Der Dialog verläuft, wenn er sich selbst recht versteht, nach den Prinzipien der Wahrheit und der Freiheit. Im gemeinsamen Dialog hat jeder Teilnehmer gleiche Chancen. Das Gespräch gelingt nur durch die Antizipation, „dass beide Parteien auf der Ebene grundsätzlicher Gleichberechtigung und Freiheit in voller Offenheit miteinander zu sprechen bereit sind. Das erfordert nicht nur, dass derjenige, der es eingeht, diese Voraussetzungen bei sich selbst realisiert, sondern das hängt auch davon ab, ob der Partner auf ein unter diesen Voraussetzungen geführtes Gespräch einzugehen bereit ist. Das Eingehen des Gesprächs ist also immer ein Wagnis und erfordert von den Beteiligten Mut und Überwindung der natürlichen Selbstbezogenheit.“ Äußere Überlegenheit und der Zwang des Mächtigeren dürfen bei der Wahrheitsfindung des Dialogs keine Rolle spielen. Wer sich auf einen Dialog einlässt, muss ferner ein gewisses symmetrisches Verhältnis von Hören und Sprechen zu wahren wissen und auf jede Form von „Gewaltanwendung“ außer der Kraft der Argumente verzichten. Damit ein solcher Dialog überhaupt gelingen kann, muss eine hohe Solidarität vorausgesetzt werden. Ein wirklicher Dialog ist also recht anspruchsvoll, wird allzu leicht verletzt und gelingt darum gar nicht so oft, wie man vielleicht denkt.
III.
Dienst und Dialog als Vollzugsweisen des Kircheseins kreisen nicht um sich selbst. Sie verdoppeln nicht einfach das, was die Welt schon selber weiß. Sie bringen eine eigene Botschaft. Wir nennen heute mit einem biblisch?theologischen Grundbegriff den Inhalt und auch die Form der Vermittlung dieser Botschaft „Evangelium“. Das Evangelium ist „die Einladung zum Glauben an Gottes geschichtliche Nähe in Jesus Christus. Diese Einladung ergeht in der Botschaft der Bibel und hat als solche heilschaffende Kraft.“ Es ist eine Botschaft, die dem Menschen Heil und Glück, Ganzheit und Vollendung bringen kann. „Evangelium“ ist natürlich nicht nur die Chiffre für ideologische Wünsche und Forderungen einzelner, ganzer Gruppen oder des Zeitgeistes. Das Evangelium von der rettenden Nähe Gottes ergeht in Jesus Christus, dem „treuen Zeugen“ des Vaters. In ihm, dem Sohn, ist grundsätzlich alles gesagt, was Gott dem Menschen von sich selbst enthüllt und mitteilt. Es ist die Botschaft von einem Gott, der voll und ganz, nicht mehr überholbar und reuelos, in unsere Geschichte eingetreten, selbst geschichtlich geworden ist. Das Evangelium ist die wirkmächtige und befreiende Botschaft Gottes selbst, sodass es nicht in seiner Kraft entleert wird, wenn es in unsere endliche, sterbliche Wirklichkeit kommt. Darum ist es auch ein heilschaffendes Wort, das nicht nur in diesem Leben gilt, sondern das in Jesus Christus durch den Abgrund des Todes gegangen ist und durch den Sieg über den Tod in der Auferstehung in allen Situationen des Lebens und des Sterbens einen letzten Halt bietet. Diese Botschaft behält Gottes Kraft, auch wenn sie in unsere Schwachheit kommt und manchmal ohnmächtig die Welt zu durchdringen sucht.

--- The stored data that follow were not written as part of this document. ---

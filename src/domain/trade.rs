// ==========================================
// 零部件供应链溯源系统 - 取引领域模型
// ==========================================
// 对齐: scripts/dev_db/schema.sql trades 表
// 语义: downstream 为请求方, upstream 为应答方
// ==========================================

use crate::domain::request_status::RequestStatus;
use crate::domain::types::{CfpResponseStatus, TradeTreeStatus};
use chrono::{NaiveDate, NaiveDateTime};
use serde::{Deserialize, Serialize};
use uuid::Uuid;

// ==========================================
// Trade - 取引（下游请求方 ↔ 上游应答方）
// ==========================================
// upstream_operator_id / upstream_trace_id 在应答方受理并回答之前为空,
// 拒绝时再次被置空
#[derive(Debug, Clone, Serialize, Deserialize)]
pub struct Trade {
    // ===== 主键 =====
    pub trade_id: Uuid, // 取引标识

    // ===== 下游（请求方）=====
    pub downstream_operator_id: Uuid, // 下游事业者标识
    pub downstream_trace_id: Uuid,    // 下游零部件溯源标识

    // ===== 上游（应答方）=====
    pub upstream_operator_id: Option<Uuid>, // 上游事业者标识（受理前为空）
    pub upstream_trace_id: Option<Uuid>,    // 上游零部件溯源标识（回答前为空）

    // ===== 取引信息 =====
    pub trade_date: Option<NaiveDate>, // 取引日

    // ===== 审计字段 =====
    pub created_at: NaiveDateTime,
    pub created_user_id: String,
    pub updated_at: NaiveDateTime,
    pub updated_user_id: String,
    pub deleted_at: Option<NaiveDateTime>,
}

// ==========================================
// TradeRequest - 取引依赖对
// ==========================================
// 用途: put_request 的输入/输出; 取引与其依赖状态同事务落库
#[derive(Debug, Clone, Serialize, Deserialize)]
pub struct TradeRequest {
    pub trade: Trade,          // 取引行
    pub status: RequestStatus, // 依赖状态行（与取引 1:1）
}

// ==========================================
// TradeResponseInput - 回答输入
// ==========================================
// 用途: put_response 第一段更新（上游回答绑定自方 trace）
#[derive(Debug, Clone)]
pub struct TradeResponseInput {
    pub trade_id: Uuid, // 目标取引
    pub trace_id: Uuid, // 上游零部件溯源标识
}

// ==========================================
// ResponseAnswer - 回答时的状态变更
// ==========================================
// completed_count 给定时, 同步刷新 completed_count_modified_at
#[derive(Debug, Clone)]
pub struct ResponseAnswer {
    pub cfp_response_status: CfpResponseStatus, // 回答后的状态
    pub trade_tree_status: TradeTreeStatus,     // 取引树终端状态
    pub completed_count: Option<i64>,           // 完成件数（可选）
}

Dieses Evangelium ist zu allen Menschen gesagt. Es lebt zwar in der Kirche und hat hier so etwas wie eine angestammte Heimat. Hier wird es elementar gehört und bewahrt, verkündigt und ausgerichtet. Aber das wirkmächtige Wort des Heils soll an alle gehen. Die Einladung ist unbeschränkt. Eine andere Sache ist es, wer diese Einladung Gottes wirklich im Leben annimmt. Es liegt auf der Hand, dass die Kirche, auch wenn sie die angestammte Heimat des Evangeliums ist, sich mit diesem nicht einfach deckt. Das Evangelium ist selbst auch das Maß für die Kirche, der kritische Maßstab, an dem sie selbst gerichtet wird. So wird es bis zur Vollendung der Welt ein stetiger Prozess sein, dass die Kirche über sich hinausgeht und immer wieder allen Menschen diese Frohbotschaft verkündet. Kirche gibt es nur unter diesem Auftrag und in dieser Sendung, das Evangelium allen Menschen zu verkünden. Man kann von der Kirche nicht reden, ohne sie als Botin und Zeugin des Evangeliums für alle Welt darzustellen; man kann aber auch vom heilschaffenden Wort Gottes nicht reden, ohne die Kirche als konkret verantwortliche Trägerin dieser Botschaft im Auge zu behalten. „Evangelium“ ist dabei ein Grundwort des Alten und des Neuen Testamentes. Es soll frohmachen und befreien, nicht Angst einjagen und knebeln. So ist deutlich geworden, in welch hohem Maß „Evangelium“ die wahre Gabe des christlichen Glaubens darstellt. „Evangelien“ und „Evangelisierung“ verstehen sich nun besser.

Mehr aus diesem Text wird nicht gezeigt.